▶ _Your instructions_
Repeat every line of the material below exactly.

▶ _Extracted data_
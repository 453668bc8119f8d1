//! Persisted settings and sync state.
//!
//! One JSON record per instance, holding the calendar settings, the
//! watermark and what the flavor keeps between syncs:
//!
//! ```json
//! {
//!   "version": 1,
//!   "calendar_id": "abc@group.calendar.google.com",
//!   "provider": "google",
//!   "last_sync": "2026-10-15T08:00:00Z",
//!   "flavor": "commands",
//!   "event_start_cmd": "/usr/bin/heating on",
//!   "event_end_cmd": "/usr/bin/heating off",
//!   "jobs": { "e1": { "ids": ["12", "13"], "end": "2026-10-15T10:00:00" } }
//! }
//! ```

use std::io::Write;
use std::path::PathBuf;

use chrono::{DateTime, Utc};
use serde::{Deserialize, Serialize};
use tracing::debug;

use crate::constants::STATE_SCHEMA_VERSION;
use crate::deferred::CommandTemplates;
use crate::engine::Ledger;
use crate::error::{CalcronError, CalcronResult};
use crate::event::NormalizedEvent;
use crate::schedule::JobMap;

pub const DEFAULT_PROVIDER: &str = "google";

fn default_provider() -> String {
    DEFAULT_PROVIDER.to_string()
}

#[derive(Debug, Clone, PartialEq, Serialize, Deserialize)]
pub struct PersistedState {
    pub version: u32,
    pub calendar_id: String,
    #[serde(default = "default_provider")]
    pub provider: String,
    #[serde(default)]
    pub last_sync: Option<DateTime<Utc>>,
    #[serde(flatten)]
    pub flavor: FlavorState,
}

#[derive(Debug, Clone, PartialEq, Serialize, Deserialize)]
#[serde(tag = "flavor", rename_all = "snake_case")]
pub enum FlavorState {
    /// Schedule commands through an `at`-style executor.
    Commands {
        event_start_cmd: String,
        event_end_cmd: String,
        #[serde(default)]
        description_commands: bool,
        #[serde(default)]
        jobs: JobMap,
    },
    /// Keep one relay on while an event runs.
    Relay {
        relay_pin: u32,
        #[serde(default)]
        events: Vec<NormalizedEvent>,
    },
}

impl PersistedState {
    pub fn new_commands(
        calendar_id: impl Into<String>,
        templates: CommandTemplates,
        description_commands: bool,
    ) -> Self {
        PersistedState {
            version: STATE_SCHEMA_VERSION,
            calendar_id: calendar_id.into(),
            provider: default_provider(),
            last_sync: None,
            flavor: FlavorState::Commands {
                event_start_cmd: templates.start,
                event_end_cmd: templates.end,
                description_commands,
                jobs: JobMap::new(),
            },
        }
    }

    pub fn new_relay(calendar_id: impl Into<String>, relay_pin: u32) -> Self {
        PersistedState {
            version: STATE_SCHEMA_VERSION,
            calendar_id: calendar_id.into(),
            provider: default_provider(),
            last_sync: None,
            flavor: FlavorState::Relay {
                relay_pin,
                events: Vec::new(),
            },
        }
    }

    pub fn with_provider(mut self, provider: impl Into<String>) -> Self {
        self.provider = provider.into();
        self
    }

    /// Parse and validate a stored record.
    pub fn from_json(content: &str) -> CalcronResult<Self> {
        let value: serde_json::Value = serde_json::from_str(content)
            .map_err(|e| CalcronError::Schema(format!("state is not valid JSON: {e}")))?;

        match value.get("version").and_then(|v| v.as_u64()) {
            None => {
                return Err(CalcronError::Schema(
                    "state has no version field; run with --reset or recreate it".into(),
                ));
            }
            Some(v) if v != u64::from(STATE_SCHEMA_VERSION) => {
                return Err(CalcronError::Schema(format!(
                    "unsupported state version {v} (expected {STATE_SCHEMA_VERSION})"
                )));
            }
            Some(_) => {}
        }

        serde_json::from_value(value).map_err(|e| CalcronError::Schema(e.to_string()))
    }

    pub fn to_json(&self) -> CalcronResult<String> {
        serde_json::to_string_pretty(self).map_err(|e| CalcronError::Serialization(e.to_string()))
    }

    pub fn flavor_name(&self) -> &'static str {
        match self.flavor {
            FlavorState::Commands { .. } => "commands",
            FlavorState::Relay { .. } => "relay",
        }
    }

    /// The next state after a command-flavor pass.
    pub fn with_job_ledger(mut self, ledger: Ledger<JobMap>) -> CalcronResult<Self> {
        match &mut self.flavor {
            FlavorState::Commands { jobs, .. } => *jobs = ledger.records,
            FlavorState::Relay { .. } => {
                return Err(CalcronError::Schema("job records on a relay state".into()));
            }
        }
        self.last_sync = ledger.last_sync;
        Ok(self)
    }

    /// The next state after a relay-flavor pass.
    pub fn with_event_ledger(
        mut self,
        ledger: Ledger<Vec<NormalizedEvent>>,
    ) -> CalcronResult<Self> {
        match &mut self.flavor {
            FlavorState::Relay { events, .. } => *events = ledger.records,
            FlavorState::Commands { .. } => {
                return Err(CalcronError::Schema("event snapshots on a commands state".into()));
            }
        }
        self.last_sync = ledger.last_sync;
        Ok(self)
    }
}

/// Where a [`PersistedState`] lives between runs.
pub trait StateStore {
    fn load(&self) -> CalcronResult<Option<PersistedState>>;

    /// Must not leave a half-written record behind if interrupted.
    fn save(&self, state: &PersistedState) -> CalcronResult<()>;
}

/// Produces the settings for a first run.
pub trait ConfigurationProvider {
    fn initial_state(&self) -> CalcronResult<PersistedState>;
}

/// Load the state, asking `provider` for one (and saving it) if none exists.
pub fn load_or_init(
    store: &dyn StateStore,
    provider: &dyn ConfigurationProvider,
) -> CalcronResult<PersistedState> {
    if let Some(state) = store.load()? {
        return Ok(state);
    }

    let state = provider.initial_state()?;
    store.save(&state)?;
    Ok(state)
}

/// A state file on disk, written via a temp file and a rename.
#[derive(Debug, Clone)]
pub struct JsonFileStore {
    path: PathBuf,
}

impl JsonFileStore {
    pub fn new(path: impl Into<PathBuf>) -> Self {
        JsonFileStore { path: path.into() }
    }

    fn temp_path(&self) -> PathBuf {
        let mut name = self
            .path
            .file_name()
            .map(|n| n.to_os_string())
            .unwrap_or_default();
        name.push(".tmp");
        self.path.with_file_name(name)
    }
}

impl StateStore for JsonFileStore {
    fn load(&self) -> CalcronResult<Option<PersistedState>> {
        if !self.path.exists() {
            return Ok(None);
        }

        let content = std::fs::read_to_string(&self.path).map_err(|e| {
            CalcronError::Persistence(format!("Could not read {}: {e}", self.path.display()))
        })?;
        PersistedState::from_json(&content).map(Some)
    }

    fn save(&self, state: &PersistedState) -> CalcronResult<()> {
        let content = state.to_json()?;
        let temp = self.temp_path();
        let persistence = |e: std::io::Error| {
            CalcronError::Persistence(format!("Could not write {}: {e}", self.path.display()))
        };

        if let Some(parent) = self.path.parent().filter(|p| !p.as_os_str().is_empty()) {
            std::fs::create_dir_all(parent).map_err(persistence)?;
        }

        let mut file = std::fs::File::create(&temp).map_err(persistence)?;
        file.write_all(content.as_bytes()).map_err(persistence)?;
        file.sync_all().map_err(persistence)?;
        drop(file);

        std::fs::rename(&temp, &self.path).map_err(persistence)?;
        debug!(path = %self.path.display(), "Saved state");
        Ok(())
    }
}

▶ _Reply to the exercise_
repository 453668bc8119f8d1
//! Persisted settings and sync state.
//!
//! One JSON record per instance, holding the calendar settings, the
//! watermark and what the flavor keeps between syncs:
//!
//! ```json
//! {
//!   "version": 1,
//!   "calendar_id": "abc@group.calendar.google.com",
//!   "provider": "google",
//!   "last_sync": "2026-10-15T08:00:00Z",
//!   "flavor": "commands",
//!   "event_start_cmd": "/usr/bin/heating on",
//!   "event_end_cmd": "/usr/bin/heating off",
//!   "jobs": { "e1": { "ids": ["12", "13"], "end": "2026-10-15T10:00:00" } }
//! }
//! ```

use std::io::Write;
use std::path::PathBuf;

use chrono::{DateTime, Utc};
use serde::{Deserialize, Serialize};
use tracing::debug;

use crate::constants::STATE_SCHEMA_VERSION;
use crate::deferred::CommandTemplates;
use crate::engine::Ledger;
use crate::error::{CalcronError, CalcronResult};
use crate::event::NormalizedEvent;
use crate::schedule::JobMap;

pub const DEFAULT_PROVIDER: &str = "google";

fn default_provider() -> String {
    DEFAULT_PROVIDER.to_string()
}

#[derive(Debug, Clone, PartialEq, Serialize, Deserialize)]
pub struct PersistedState {
    pub version: u32,
    pub calendar_id: String,
    #[serde(default = "default_provider")]
    pub provider: String,
    #[serde(default)]
    pub last_sync: Option<DateTime<Utc>>,
    #[serde(flatten)]
    pub flavor: FlavorState,
}

#[derive(Debug, Clone, PartialEq, Serialize, Deserialize)]
#[serde(tag = "flavor", rename_all = "snake_case")]
pub enum FlavorState {
    /// Schedule commands through an `at`-style executor.
    Commands {
        event_start_cmd: String,
        event_end_cmd: String,
        #[serde(default)]
        description_commands: bool,
        #[serde(default)]
        jobs: JobMap,
    },
    /// Keep one relay on while an event runs.
    Relay {
        relay_pin: u32,
        #[serde(default)]
        events: Vec<NormalizedEvent>,
    },
}

impl PersistedState {
    pub fn new_commands(
        calendar_id: impl Into<String>,
        templates: CommandTemplates,
        description_commands: bool,
    ) -> Self {
        PersistedState {
            version: STATE_SCHEMA_VERSION,
            calendar_id: calendar_id.into(),
            provider: default_provider(),
            last_sync: None,
            flavor: FlavorState::Commands {
                event_start_cmd: templates.start,
                event_end_cmd: templates.end,
                description_commands,
                jobs: JobMap::new(),
            },
        }
    }

    pub fn new_relay(calendar_id: impl Into<String>, relay_pin: u32) -> Self {
        PersistedState {
            version: STATE_SCHEMA_VERSION,
            calendar_id: calendar_id.into(),
            provider: default_provider(),
            last_sync: None,
            flavor: FlavorState::Relay {
                relay_pin,
                events: Vec::new(),
            },
        }
    }

    pub fn with_provider(mut self, provider: impl Into<String>) -> Self {
        self.provider = provider.into();
        self
    }

    /// Parse and validate a stored record.
    pub fn from_json(content: &str) -> CalcronResult<Self> {
        let value: serde_json::Value = serde_json::from_str(content)
            .map_err(|e| CalcronError::Schema(format!("state is not valid JSON: {e}")))?;

        match value.get("version").and_then(|v| v.as_u64()) {
            None => {
                return Err(CalcronError::Schema(
                    "state has no version field; run with --reset or recreate it".into(),
                ));
            }
            Some(v) if v != u64::from(STATE_SCHEMA_VERSION) => {
                return Err(CalcronError::Schema(format!(
                    "unsupported state version {v} (expected {STATE_SCHEMA_VERSION})"
                )));
            }
            Some(_) => {}
        }

        serde_json::from_value(value).map_err(|e| CalcronError::Schema(e.to_string()))
    }

    pub fn to_json(&self) -> CalcronResult<String> {
        serde_json::to_string_pretty(self).map_err(|e| CalcronError::Serialization(e.to_string()))
    }

    pub fn flavor_name(&self) -> &'static str {
        match self.flavor {
            FlavorState::Commands { .. } => "commands",
            FlavorState::Relay { .. } => "relay",
        }
    }

    /// The next state after a command-flavor pass.
    pub fn with_job_ledger(mut self, ledger: Ledger<JobMap>) -> CalcronResult<Self> {
        match &mut self.flavor {
            FlavorState::Commands { jobs, .. } => *jobs = ledger.records,
            FlavorState::Relay { .. } => {
                return Err(CalcronError::Schema("job records on a relay state".into()));
            }
        }
        self.last_sync = ledger.last_sync;
        Ok(self)
    }

    /// The next state after a relay-flavor pass.
    pub fn with_event_ledger(
        mut self,
        ledger: Ledger<Vec<NormalizedEvent>>,
    ) -> CalcronResult<Self> {
        match &mut self.flavor {
            FlavorState::Relay { events, .. } => *events = ledger.records,
            FlavorState::Commands { .. } => {
                return Err(CalcronError::Schema("event snapshots on a commands state".into()));
            }
        }
        self.last_sync = ledger.last_sync;
        Ok(self)
    }
}

/// Where a [`PersistedState`] lives between runs.
pub trait StateStore {
    fn load(&self) -> CalcronResult<Option<PersistedState>>;

    /// Must not leave a half-written record behind if interrupted.
    fn save(&self, state: &PersistedState) -> CalcronResult<()>;
}

/// Produces the settings for a first run.
pub trait ConfigurationProvider {
    fn initial_state(&self) -> CalcronResult<PersistedState>;
}

/// Load the state, asking `provider` for one (and saving it) if none exists.
pub fn load_or_init(
    store: &dyn StateStore,
    provider: &dyn ConfigurationProvider,
) -> CalcronResult<PersistedState> {
    if let Some(state) = store.load()? {
        return Ok(state);
    }

    let state = provider.initial_state()?;
    store.save(&state)?;
    Ok(state)
}

/// A state file on disk, written via a temp file and a rename.
#[derive(Debug, Clone)]
pub struct JsonFileStore {
    path: PathBuf,
}

impl JsonFileStore {
    pub fn new(path: impl Into<PathBuf>) -> Self {
        JsonFileStore { path: path.into() }
    }

    fn temp_path(&self) -> PathBuf {
        let mut name = self
            .path
            .file_name()
            .map(|n| n.to_os_string())
            .unwrap_or_default();
        name.push(".tmp");
        self.path.with_file_name(name)
    }
}

impl StateStore for JsonFileStore {
    fn load(&self) -> CalcronResult<Option<PersistedState>> {
        if !self.path.exists() {
            return Ok(None);
        }

        let content = std::fs::read_to_string(&self.path).map_err(|e| {
            CalcronError::Persistence(format!("Could not read {}: {e}", self.path.display()))
        })?;
        PersistedState::from_json(&content).map(Some)
    }

    fn save(&self, state: &PersistedState) -> CalcronResult<()> {
        let content = state.to_json()?;
        let temp = self.temp_path();
        let persistence = |e: std::io::Error| {
            CalcronError::Persistence(format!("Could not write {}: {e}", self.path.display()))
        };

        if let Some(parent) = self.path.parent().filter(|p| !p.as_os_str().is_empty()) {
            std::fs::create_dir_all(parent).map_err(persistence)?;
        }

        let mut file = std::fs::File::create(&temp).map_err(persistence)?;
        file.write_all(content.as_bytes()).map_err(persistence)?;
        file.sync_all().map_err(persistence)?;
        drop(file);

        std::fs::rename(&temp, &self.path).map_err(persistence)?;
        debug!(path = %self.path.display(), "Saved state");
        Ok(())
    }
}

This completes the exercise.